• **Data extracts**
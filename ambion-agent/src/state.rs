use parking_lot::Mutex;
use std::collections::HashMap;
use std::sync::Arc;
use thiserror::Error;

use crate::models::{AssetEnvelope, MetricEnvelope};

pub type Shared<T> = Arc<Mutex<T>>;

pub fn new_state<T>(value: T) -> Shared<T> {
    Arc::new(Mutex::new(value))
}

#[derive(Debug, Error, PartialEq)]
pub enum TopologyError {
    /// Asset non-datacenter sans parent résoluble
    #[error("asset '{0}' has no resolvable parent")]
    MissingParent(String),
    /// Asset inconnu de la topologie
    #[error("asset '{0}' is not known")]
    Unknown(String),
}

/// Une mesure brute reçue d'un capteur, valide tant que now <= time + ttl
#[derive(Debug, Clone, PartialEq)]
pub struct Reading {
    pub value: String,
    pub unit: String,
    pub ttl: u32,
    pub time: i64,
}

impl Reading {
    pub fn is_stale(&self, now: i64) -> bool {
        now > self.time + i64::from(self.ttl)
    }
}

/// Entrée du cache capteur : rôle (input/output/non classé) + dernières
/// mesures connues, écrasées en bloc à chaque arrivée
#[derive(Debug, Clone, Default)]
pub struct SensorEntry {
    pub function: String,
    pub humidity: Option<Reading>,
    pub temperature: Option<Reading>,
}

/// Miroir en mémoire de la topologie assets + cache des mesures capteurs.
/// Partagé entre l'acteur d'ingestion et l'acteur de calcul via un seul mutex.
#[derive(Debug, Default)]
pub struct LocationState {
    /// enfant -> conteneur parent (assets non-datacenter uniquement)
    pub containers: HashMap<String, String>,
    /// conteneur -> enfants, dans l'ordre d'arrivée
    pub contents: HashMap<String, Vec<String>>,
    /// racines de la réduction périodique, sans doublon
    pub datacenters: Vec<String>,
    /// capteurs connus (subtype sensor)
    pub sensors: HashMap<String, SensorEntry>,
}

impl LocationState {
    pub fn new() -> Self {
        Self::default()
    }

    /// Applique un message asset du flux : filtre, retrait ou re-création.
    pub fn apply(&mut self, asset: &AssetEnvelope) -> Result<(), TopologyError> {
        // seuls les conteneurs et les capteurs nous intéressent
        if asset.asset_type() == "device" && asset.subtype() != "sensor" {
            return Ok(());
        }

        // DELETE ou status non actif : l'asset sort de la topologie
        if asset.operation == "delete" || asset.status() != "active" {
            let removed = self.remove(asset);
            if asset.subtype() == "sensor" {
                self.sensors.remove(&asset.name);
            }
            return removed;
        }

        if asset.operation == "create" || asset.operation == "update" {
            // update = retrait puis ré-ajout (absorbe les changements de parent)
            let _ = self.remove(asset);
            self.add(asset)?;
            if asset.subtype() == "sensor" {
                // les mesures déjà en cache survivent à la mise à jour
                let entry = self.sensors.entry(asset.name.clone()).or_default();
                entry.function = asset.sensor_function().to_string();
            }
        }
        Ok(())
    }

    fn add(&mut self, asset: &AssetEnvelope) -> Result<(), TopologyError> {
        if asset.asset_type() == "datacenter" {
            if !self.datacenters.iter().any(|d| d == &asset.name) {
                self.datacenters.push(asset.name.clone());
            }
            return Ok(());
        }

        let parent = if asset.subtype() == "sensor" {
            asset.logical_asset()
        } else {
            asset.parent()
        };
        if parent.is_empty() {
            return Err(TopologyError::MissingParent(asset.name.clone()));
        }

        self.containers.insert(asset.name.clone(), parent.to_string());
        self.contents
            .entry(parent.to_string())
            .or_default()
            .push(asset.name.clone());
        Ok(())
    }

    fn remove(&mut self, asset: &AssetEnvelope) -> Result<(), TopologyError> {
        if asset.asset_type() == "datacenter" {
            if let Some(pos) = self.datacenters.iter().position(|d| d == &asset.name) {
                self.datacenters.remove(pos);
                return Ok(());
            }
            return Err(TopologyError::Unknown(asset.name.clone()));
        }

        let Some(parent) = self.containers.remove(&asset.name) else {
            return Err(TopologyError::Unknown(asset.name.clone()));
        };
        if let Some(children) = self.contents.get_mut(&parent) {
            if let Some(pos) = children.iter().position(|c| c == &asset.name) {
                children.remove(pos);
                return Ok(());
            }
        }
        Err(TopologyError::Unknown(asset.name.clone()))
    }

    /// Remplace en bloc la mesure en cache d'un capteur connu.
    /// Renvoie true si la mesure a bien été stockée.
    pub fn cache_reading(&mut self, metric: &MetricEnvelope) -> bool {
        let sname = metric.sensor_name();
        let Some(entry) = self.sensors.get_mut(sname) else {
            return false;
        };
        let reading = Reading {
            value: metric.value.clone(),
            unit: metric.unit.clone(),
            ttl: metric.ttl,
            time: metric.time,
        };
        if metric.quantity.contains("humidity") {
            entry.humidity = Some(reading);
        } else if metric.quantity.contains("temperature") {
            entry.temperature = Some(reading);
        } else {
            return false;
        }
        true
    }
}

==

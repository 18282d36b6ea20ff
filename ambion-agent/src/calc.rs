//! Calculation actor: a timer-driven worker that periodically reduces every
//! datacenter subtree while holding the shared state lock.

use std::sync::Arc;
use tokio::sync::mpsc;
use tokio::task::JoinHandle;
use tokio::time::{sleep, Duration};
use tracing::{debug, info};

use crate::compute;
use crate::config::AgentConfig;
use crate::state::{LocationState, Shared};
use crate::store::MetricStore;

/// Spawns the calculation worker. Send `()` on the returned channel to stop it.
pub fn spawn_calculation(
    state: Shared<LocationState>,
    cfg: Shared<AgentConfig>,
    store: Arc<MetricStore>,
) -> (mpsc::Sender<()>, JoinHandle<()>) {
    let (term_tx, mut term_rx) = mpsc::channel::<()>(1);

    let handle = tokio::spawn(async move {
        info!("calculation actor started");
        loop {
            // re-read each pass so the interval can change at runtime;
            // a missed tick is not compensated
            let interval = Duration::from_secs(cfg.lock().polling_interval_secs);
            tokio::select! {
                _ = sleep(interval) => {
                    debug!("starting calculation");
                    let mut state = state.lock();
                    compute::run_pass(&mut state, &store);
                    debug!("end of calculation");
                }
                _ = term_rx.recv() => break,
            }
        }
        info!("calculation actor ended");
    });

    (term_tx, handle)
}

• **Exercise details**
Write down how many lines of the data above carry the word "filename". Nothing else belongs in the answer.

• **Response**
2